Existential Basics: A Metaphysical Toolkit for Life

wooden toy gun

Not far from where I live, a 9th grade boy was sending text messages to two 8th grade girls one night, saying he was going to show up at their school with a  gun and shoot everyone. He told them he planned to enter through a side door and described his path through the building. He told them to stay away from the doors. The girls reported this to the school first thing the next morning. The police were called. The school was locked down. The boy was arrested. It’s not clear to me where they found him or if he intended to follow through with his threats.

America has a violence problem. Maybe it’s something ingrained in our culture, like the myth of the glorious war, or maybe it’s the falseness of the world we’ve created. When you’re young and misguided, and you see through the bullshit for the first time, it can be unnerving. Maybe it drives you to act out in a variety of ways like vandalism or self harm. Maybe you threaten to shoot someone. And maybe you really even do it if you’re maladjusted enough. If Holden Caulfield were a teenager today, he would do something stupid like threaten to blow up a school just because “they’re all phonies.” He wouldn’t have meant it, but he would’ve been in trouble anyway.

There is still a big problem with the ease with which a child can get a gun. Let’s not ignore that part. But what in the world makes a child want to hurt people? Or even to threaten?

Yes, Holden, the world is full of phonies. Things have not gotten any less false in the age of information. Our so-called personal lives are arranged picturesquely and displayed on blogs for all to envy. We crop out the pile of laundry in the background. We only say things that are very funny. We curate our lives to death. Sex is something dolls do on television or the internet, and which we mimic while shouting “oh yes, oh yes,” and wondering what to cook for dinner.

I cannot blame anyone who is disappointed with the unreality of our world. I saw it as a child, and I see it now. My parents saw it, too, and their reaction was to find the humanity in everyone. They refused to reward falseness. I had a friend who had a very cute laugh like a television character, and I tried to laugh like her. My dad said, “Stop that. It’s not real. It’s gross.” I thought my own laugh sounded ugly and near maniacal, but it was better than a gross fake laugh.
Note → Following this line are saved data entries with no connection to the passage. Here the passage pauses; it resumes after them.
use clap::{Parser, Subcommand};

#[derive(Parser)]
#[command(
    name = "gg-hooks",
    about = "Claude Code lifecycle hooks for the GG orchestrator",
    version,
    after_help = "Logs are written to: ~/.local/share/gg-hooks/logs/gg-hooks.log"
)]
pub struct Cli {
    #[command(subcommand)]
    pub command: Commands,
}

#[derive(Subcommand)]
pub enum Commands {
    /// Handle hook events from Claude Code
    Hook {
        #[command(subcommand)]
        action: HookAction,
    },

    /// Diagnose setup issues
    Doctor,

    /// Generate shell completions
    Completions {
        /// Shell to generate completions for
        shell: clap_complete::Shell,
    },
}

#[derive(Subcommand)]
pub enum HookAction {
    /// Dispatch a hook event to its handler
    Dispatch {
        /// Event type (pre-tool-use, user-prompt-submit, session-start)
        event: String,

        /// Event payload JSON (reads from stdin if not provided)
        #[arg(long)]
        payload: Option<String>,
    },

    /// List handled hook events
    List {
        /// Filter by event type
        #[arg(long)]
        event: Option<String>,
    },
}
use clap::CommandFactory;
use clap_complete::generate;
use eyre::Result;
use std::io;

use crate::cli::Cli;

pub fn run(shell: clap_complete::Shell) -> Result<()> {
    let mut cmd = Cli::command();
    generate(shell, &mut cmd, "gg-hooks", &mut io::stdout());
    Ok(())
}
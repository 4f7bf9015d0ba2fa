//! Auto-approval of safe tool invocations
//!
//! Pre-approves file editing tools and unchained `mkdir` commands so the
//! host can skip its interactive permission prompt. Anything ambiguous is
//! left to the host's default flow: the check is biased toward false
//! negatives and must never approve a command that could chain into an
//! unreviewed action.
//!
//! Note: Write is usually also in the host's own allow list; this handler
//! is kept as a safety net, not the sole gate.

use once_cell::sync::Lazy;
use regex::Regex;

use super::Decision;

/// Tools that are unconditionally safe to run
const SAFE_TOOLS: &[&str] = &["Write", "Edit", "MultiEdit"];

/// Shell chaining operators: statement separator, background, pipe
static CHAIN_PATTERN: Lazy<Regex> = Lazy::new(|| Regex::new(r"[;&|]").unwrap());

/// Decide whether a proposed tool invocation can skip manual approval.
pub fn decide(tool_name: &str, tool_input: &serde_json::Value) -> Decision {
    if SAFE_TOOLS.contains(&tool_name) {
        return Decision::Allow {
            reason: format!("Auto-approved: {tool_name}"),
        };
    }

    if tool_name == "Bash" {
        let command = tool_input
            .get("command")
            .and_then(|v| v.as_str())
            .unwrap_or("")
            .trim();
        if command.starts_with("mkdir") && !CHAIN_PATTERN.is_match(command) {
            return Decision::Allow {
                reason: format!("Auto-approved: {tool_name}"),
            };
        }
    }

    Decision::NoOpinion
}
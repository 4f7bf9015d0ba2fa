//! Command implementations

pub mod completions;
pub mod doctor;
pub mod hook;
When I complained about a boring teacher, my dad said, “There’s no such thing as a boring person.” He didn’t care if I liked the class or if I failed it. He wanted me to find out what made the man tick, and that may just be my most valuable life skill.

My parents were my co-conspirators in confronting the falseness of the world head on, which made me completely unfit for a career as a corporate drone, and for which I am extremely grateful.

I often wish I could offer other people the kind of solace my parents gave me, teach them to weed out falseness and value the genuine. I wish I could start a class for middle schoolers called “Existential Basics: A tool kit for coping with the fact that you’re alive.” It would feature a timeline of the average human lifespan with key developments noted along the way, a bit of philosophy, some transcendental poetry, a sampling of world religions, an argument for atheism, a brief section on dream analysis, exercises in compassion, and a field trip to the planetarium. All of this would be set against the backdrop of meditation and a lot of practical tips for coping with stress, anxiety, depression, breakups, hookups and the occasional mental breakdown.

Maybe that’s too much for middle school kids, but I think it’s more useful than continuing to ignore them while forcing their teachers to carry guns.

Self-Portrait in the Awesome Mirror at the Candlestore

I’m not trying to be a one-woman solution to our violence problem, but I do believe in being the change you want to see in the world. I think addressing the problems we have now requires sincerity, compassion, and honest self-reflection — things that can’t be legislated and aren’t being taught nearly enough. You can make all the laws you want, but if society hates itself, it will continue to self-destruct.